** Opening DATASET RECORDS block **

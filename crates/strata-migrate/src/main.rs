//! strata-migrate CLI
//!
//! Command-line tool for generating and running schema revisions.

use std::collections::BTreeSet;
use std::path::PathBuf;

use clap::{Parser, Subcommand};
use tracing::{info, warn, Level};
use tracing_subscriber::FmtSubscriber;

use strata_migrate::config::DEFAULT_MIGRATIONS_DIR;
use strata_migrate::dialect::dialect_for_url;
use strata_migrate::executor::{plan, Direction, MigrationReport};
use strata_migrate::history::DEFAULT_LEDGER_TABLE;
use strata_migrate::prelude::*;

/// Reversible, autogenerated schema migrations.
#[derive(Parser)]
#[command(name = "strata-migrate")]
#[command(author, version, about, long_about = None)]
struct Cli {
    /// Database URL; its scheme selects the SQL dialect.
    #[arg(short, long, env = "DATABASE_URL")]
    database: Option<String>,

    /// Migrations directory.
    #[arg(short, long, default_value = DEFAULT_MIGRATIONS_DIR)]
    migrations_dir: PathBuf,

    /// JSON file describing the live schema.
    #[arg(short, long)]
    schema: Option<PathBuf>,

    /// Name of the ledger table.
    #[arg(long, default_value = DEFAULT_LEDGER_TABLE)]
    ledger_table: String,

    /// Enable PostGIS column types on PostgreSQL.
    #[arg(long)]
    postgis: bool,

    /// Enable verbose output.
    #[arg(short, long)]
    verbose: bool,

    #[command(subcommand)]
    command: Commands,
}

#[derive(Subcommand)]
enum Commands {
    /// Create the migrations directory and, with a database, the ledger table.
    Init,

    /// Generate a revision from the differences between the live schema and history.
    Generate {
        /// Revision message.
        #[arg(short, long)]
        message: String,

        /// Revision to build on (`heads` merges branches).
        #[arg(long, default_value = "head")]
        head: String,
    },

    /// Create an empty revision.
    New {
        /// Revision message.
        #[arg(short, long)]
        message: String,

        /// Revision to build on (`heads` merges branches).
        #[arg(long, default_value = "head")]
        head: String,
    },

    /// List revisions, newest first.
    History {
        /// Range as `lower:upper`.
        #[arg(short, long, default_value = "base:heads")]
        range: String,
    },

    /// Show the revisions without children.
    Heads,

    /// Show applied heads and pending revisions.
    Status,

    /// Apply revisions up to a target.
    Up {
        /// Target revision.
        #[arg(default_value = "heads")]
        target: String,

        /// Print SQL without executing it.
        #[arg(long)]
        dry_run: bool,
    },

    /// Undo revisions down to a target.
    Down {
        /// Target revision (`base` undoes everything).
        target: String,

        /// Print SQL without executing it.
        #[arg(long)]
        dry_run: bool,
    },

    /// Set the ledger to a revision without running any SQL.
    Set {
        /// Revision to record as applied.
        target: String,
    },

    /// Print SQL for a range of revisions without connecting.
    Sql {
        /// Target revision.
        #[arg(default_value = "heads")]
        target: String,

        /// Revision the database is assumed to be at.
        #[arg(long)]
        from: Option<String>,

        /// Render downgrades instead of upgrades.
        #[arg(long)]
        down: bool,

        /// Dialect name, when no database URL is configured.
        #[arg(long)]
        dialect: Option<String>,
    },
}

fn print_statements(reports: &[MigrationReport]) {
    for report in reports {
        println!("-- {} {}: {}", report.direction, report.revision, report.message);
        for sql in &report.statements {
            println!("{};", sql);
        }
        println!();
    }
}

#[tokio::main]
async fn main() -> anyhow::Result<()> {
    let cli = Cli::parse();

    // Setup logging
    let log_level = if cli.verbose {
        Level::DEBUG
    } else {
        Level::INFO
    };
    let subscriber = FmtSubscriber::builder()
        .with_max_level(log_level)
        .with_target(false)
        .without_time()
        .finish();
    tracing::subscriber::set_global_default(subscriber)?;

    let mut config = MigrateConfig::new()
        .migrations_dir(cli.migrations_dir)
        .ledger_table(cli.ledger_table)
        .postgis(cli.postgis);
    config.database_url = cli.database;
    config.schema = cli.schema;

    match cli.command {
        Commands::Init => {
            let scripts = ScriptDir::create(&config.migrations_dir)?;
            info!("Migrations directory: {}", scripts.path().display());
            if config.database_url.is_some() {
                Migrator::connect(&config).await?.init().await?;
            }
        }

        Commands::Generate { message, head } => {
            let scripts = config.scripts()?;
            let revisions = scripts.revision_map()?;
            let live = config.live_schema()?;
            let migration =
                Generator::new(&revisions).generate_migration(&live, &message, &head)?;
            if migration.upgrade.is_empty() {
                warn!("No changes detected; no revision written.");
            } else {
                for op in &migration.upgrade.ops {
                    info!("Detected {}", op.description());
                }
                let path = scripts.write(&migration)?;
                info!("Created revision {}: {}", migration.revision, path.display());
            }
        }

        Commands::New { message, head } => {
            let scripts = config.scripts()?;
            let revisions = scripts.revision_map()?;
            let migration = Generator::new(&revisions).empty_migration(&message, &head)?;
            let path = scripts.write(&migration)?;
            info!("Created revision {}: {}", migration.revision, path.display());
        }

        Commands::History { range } => {
            let revisions = config.scripts()?.revision_map()?;
            let heads = revisions.heads();
            for migration in revisions.range(&range)? {
                let parents = if migration.is_base() {
                    "<base>".to_string()
                } else {
                    migration.revises.join(", ")
                };
                let marker = if heads.contains(&migration.revision.as_str()) {
                    " (head)"
                } else {
                    ""
                };
                println!(
                    "{} -> {}{}, {}",
                    parents, migration.revision, marker, migration.message
                );
            }
        }

        Commands::Heads => {
            let revisions = config.scripts()?.revision_map()?;
            for head in revisions.heads() {
                println!("{}", head);
            }
        }

        Commands::Status => {
            let revisions = config.scripts()?.revision_map()?;
            let migrator = Migrator::connect(&config).await?;
            let current = migrator.current().await?;
            let current_ids: Vec<String> = current.iter().cloned().collect();
            let pending = revisions.upgrade_path(&current_ids, "heads")?;

            println!("\nApplied heads:");
            println!("{:-<60}", "");
            if current.is_empty() {
                println!(" <base>");
            }
            for head in &current {
                println!(" [X] {}", head);
            }
            println!("\nPending revisions:");
            println!("{:-<60}", "");
            for migration in &pending {
                println!(" [ ] {} {}", migration.revision, migration.message);
            }
            println!();
        }

        Commands::Up { target, dry_run } => {
            let revisions = config.scripts()?.revision_map()?;
            let migrator = Migrator::connect(&config).await?;
            if dry_run {
                info!("Dry run mode - SQL will be printed but not executed.");
            }
            let reports = migrator.up(&revisions, &target, dry_run).await?;
            if dry_run {
                print_statements(&reports);
            }
            info!("Applied {} revision(s).", if dry_run { 0 } else { reports.len() });
        }

        Commands::Down { target, dry_run } => {
            let revisions = config.scripts()?.revision_map()?;
            let migrator = Migrator::connect(&config).await?;
            if dry_run {
                info!("Dry run mode - SQL will be printed but not executed.");
            }
            let reports = migrator.down(&revisions, &target, dry_run).await?;
            if dry_run {
                print_statements(&reports);
            }
            info!("Undid {} revision(s).", if dry_run { 0 } else { reports.len() });
        }

        Commands::Set { target } => {
            let revisions = config.scripts()?.revision_map()?;
            let migrator = Migrator::connect(&config).await?;
            let heads = migrator.stamp(&revisions, &target).await?;
            info!("Ledger set to {:?}", heads);
        }

        Commands::Sql {
            target,
            from,
            down,
            dialect,
        } => {
            let revisions = config.scripts()?.revision_map()?;
            let dialect = match dialect {
                Some(name) => dialect_for_url(&name, config.postgis)?,
                None => config.dialect()?,
            };
            let (direction, default_from) = if down {
                (Direction::Down, "heads")
            } else {
                (Direction::Up, "base")
            };
            let current: BTreeSet<String> = revisions
                .resolve(from.as_deref().unwrap_or(default_from))?
                .into_iter()
                .collect();
            let reports = plan(&revisions, dialect.as_ref(), &current, &target, direction)?;
            print_statements(&reports);
        }
    }

    Ok(())
}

** Closing DATASET RECORDS block **

### WORK ORDER
Top to bottom, set down the whole listing exactly.

### RESPONSE AREA
filename crates/strata-migrate/src/main.rs
//! strata-migrate CLI
//!
//! Command-line tool for generating and running schema revisions.

use std::collections::BTreeSet;
use std::path::PathBuf;

use clap::{Parser, Subcommand};
use tracing::{info, warn, Level};
use tracing_subscriber::FmtSubscriber;

use strata_migrate::config::DEFAULT_MIGRATIONS_DIR;
use strata_migrate::dialect::dialect_for_url;
use strata_migrate::executor::{plan, Direction, MigrationReport};
use strata_migrate::history::DEFAULT_LEDGER_TABLE;
use strata_migrate::prelude::*;

/// Reversible, autogenerated schema migrations.
#[derive(Parser)]
#[command(name = "strata-migrate")]
#[command(author, version, about, long_about = None)]
struct Cli {
    /// Database URL; its scheme selects the SQL dialect.
    #[arg(short, long, env = "DATABASE_URL")]
    database: Option<String>,

    /// Migrations directory.
    #[arg(short, long, default_value = DEFAULT_MIGRATIONS_DIR)]
    migrations_dir: PathBuf,

    /// JSON file describing the live schema.
    #[arg(short, long)]
    schema: Option<PathBuf>,

    /// Name of the ledger table.
    #[arg(long, default_value = DEFAULT_LEDGER_TABLE)]
    ledger_table: String,

    /// Enable PostGIS column types on PostgreSQL.
    #[arg(long)]
    postgis: bool,

    /// Enable verbose output.
    #[arg(short, long)]
    verbose: bool,

    #[command(subcommand)]
    command: Commands,
}

#[derive(Subcommand)]
enum Commands {
    /// Create the migrations directory and, with a database, the ledger table.
    Init,

    /// Generate a revision from the differences between the live schema and history.
    Generate {
        /// Revision message.
        #[arg(short, long)]
        message: String,

        /// Revision to build on (`heads` merges branches).
        #[arg(long, default_value = "head")]
        head: String,
    },

    /// Create an empty revision.
    New {
        /// Revision message.
        #[arg(short, long)]
        message: String,

        /// Revision to build on (`heads` merges branches).
        #[arg(long, default_value = "head")]
        head: String,
    },

    /// List revisions, newest first.
    History {
        /// Range as `lower:upper`.
        #[arg(short, long, default_value = "base:heads")]
        range: String,
    },

    /// Show the revisions without children.
    Heads,

    /// Show applied heads and pending revisions.
    Status,

    /// Apply revisions up to a target.
    Up {
        /// Target revision.
        #[arg(default_value = "heads")]
        target: String,

        /// Print SQL without executing it.
        #[arg(long)]
        dry_run: bool,
    },

    /// Undo revisions down to a target.
    Down {
        /// Target revision (`base` undoes everything).
        target: String,

        /// Print SQL without executing it.
        #[arg(long)]
        dry_run: bool,
    },

    /// Set the ledger to a revision without running any SQL.
    Set {
        /// Revision to record as applied.
        target: String,
    },

    /// Print SQL for a range of revisions without connecting.
    Sql {
        /// Target revision.
        #[arg(default_value = "heads")]
        target: String,

        /// Revision the database is assumed to be at.
        #[arg(long)]
        from: Option<String>,

        /// Render downgrades instead of upgrades.
        #[arg(long)]
        down: bool,

        /// Dialect name, when no database URL is configured.
        #[arg(long)]
        dialect: Option<String>,
    },
}

fn print_statements(reports: &[MigrationReport]) {
    for report in reports {
        println!("-- {} {}: {}", report.direction, report.revision, report.message);
        for sql in &report.statements {
            println!("{};", sql);
        }
        println!();
    }
}

#[tokio::main]
async fn main() -> anyhow::Result<()> {
    let cli = Cli::parse();

    // Setup logging
    let log_level = if cli.verbose {
        Level::DEBUG
    } else {
        Level::INFO
    };
    let subscriber = FmtSubscriber::builder()
        .with_max_level(log_level)
        .with_target(false)
        .without_time()
        .finish();
    tracing::subscriber::set_global_default(subscriber)?;

    let mut config = MigrateConfig::new()
        .migrations_dir(cli.migrations_dir)
        .ledger_table(cli.ledger_table)
        .postgis(cli.postgis);
    config.database_url = cli.database;
    config.schema = cli.schema;

    match cli.command {
        Commands::Init => {
            let scripts = ScriptDir::create(&config.migrations_dir)?;
            info!("Migrations directory: {}", scripts.path().display());
            if config.database_url.is_some() {
                Migrator::connect(&config).await?.init().await?;
            }
        }

        Commands::Generate { message, head } => {
            let scripts = config.scripts()?;
            let revisions = scripts.revision_map()?;
            let live = config.live_schema()?;
            let migration =
                Generator::new(&revisions).generate_migration(&live, &message, &head)?;
            if migration.upgrade.is_empty() {
                warn!("No changes detected; no revision written.");
            } else {
                for op in &migration.upgrade.ops {
                    info!("Detected {}", op.description());
                }
                let path = scripts.write(&migration)?;
                info!("Created revision {}: {}", migration.revision, path.display());
            }
        }

        Commands::New { message, head } => {
            let scripts = config.scripts()?;
            let revisions = scripts.revision_map()?;
            let migration = Generator::new(&revisions).empty_migration(&message, &head)?;
            let path = scripts.write(&migration)?;
            info!("Created revision {}: {}", migration.revision, path.display());
        }

        Commands::History { range } => {
            let revisions = config.scripts()?.revision_map()?;
            let heads = revisions.heads();
            for migration in revisions.range(&range)? {
                let parents = if migration.is_base() {
                    "<base>".to_string()
                } else {
                    migration.revises.join(", ")
                };
                let marker = if heads.contains(&migration.revision.as_str()) {
                    " (head)"
                } else {
                    ""
                };
                println!(
                    "{} -> {}{}, {}",
                    parents, migration.revision, marker, migration.message
                );
            }
        }

        Commands::Heads => {
            let revisions = config.scripts()?.revision_map()?;
            for head in revisions.heads() {
                println!("{}", head);
            }
        }

        Commands::Status => {
            let revisions = config.scripts()?.revision_map()?;
            let migrator = Migrator::connect(&config).await?;
            let current = migrator.current().await?;
            let current_ids: Vec<String> = current.iter().cloned().collect();
            let pending = revisions.upgrade_path(&current_ids, "heads")?;

            println!("\nApplied heads:");
            println!("{:-<60}", "");
            if current.is_empty() {
                println!(" <base>");
            }
            for head in &current {
                println!(" [X] {}", head);
            }
            println!("\nPending revisions:");
            println!("{:-<60}", "");
            for migration in &pending {
                println!(" [ ] {} {}", migration.revision, migration.message);
            }
            println!();
        }

        Commands::Up { target, dry_run } => {
            let revisions = config.scripts()?.revision_map()?;
            let migrator = Migrator::connect(&config).await?;
            if dry_run {
                info!("Dry run mode - SQL will be printed but not executed.");
            }
            let reports = migrator.up(&revisions, &target, dry_run).await?;
            if dry_run {
                print_statements(&reports);
            }
            info!("Applied {} revision(s).", if dry_run { 0 } else { reports.len() });
        }

        Commands::Down { target, dry_run } => {
            let revisions = config.scripts()?.revision_map()?;
            let migrator = Migrator::connect(&config).await?;
            if dry_run {
                info!("Dry run mode - SQL will be printed but not executed.");
            }
            let reports = migrator.down(&revisions, &target, dry_run).await?;
            if dry_run {
                print_statements(&reports);
            }
            info!("Undid {} revision(s).", if dry_run { 0 } else { reports.len() });
        }

        Commands::Set { target } => {
            let revisions = config.scripts()?.revision_map()?;
            let migrator = Migrator::connect(&config).await?;
            let heads = migrator.stamp(&revisions, &target).await?;
            info!("Ledger set to {:?}", heads);
        }

        Commands::Sql {
            target,
            from,
            down,
            dialect,
        } => {
            let revisions = config.scripts()?.revision_map()?;
            let dialect = match dialect {
                Some(name) => dialect_for_url(&name, config.postgis)?,
                None => config.dialect()?,
            };
            let (direction, default_from) = if down {
                (Direction::Down, "heads")
            } else {
                (Direction::Up, "base")
            };
            let current: BTreeSet<String> = revisions
                .resolve(from.as_deref().unwrap_or(default_from))?
                .into_iter()
                .collect();
            let reports = plan(&revisions, dialect.as_ref(), &current, &target, direction)?;
            print_statements(&reports);
        }
    }

    Ok(())
}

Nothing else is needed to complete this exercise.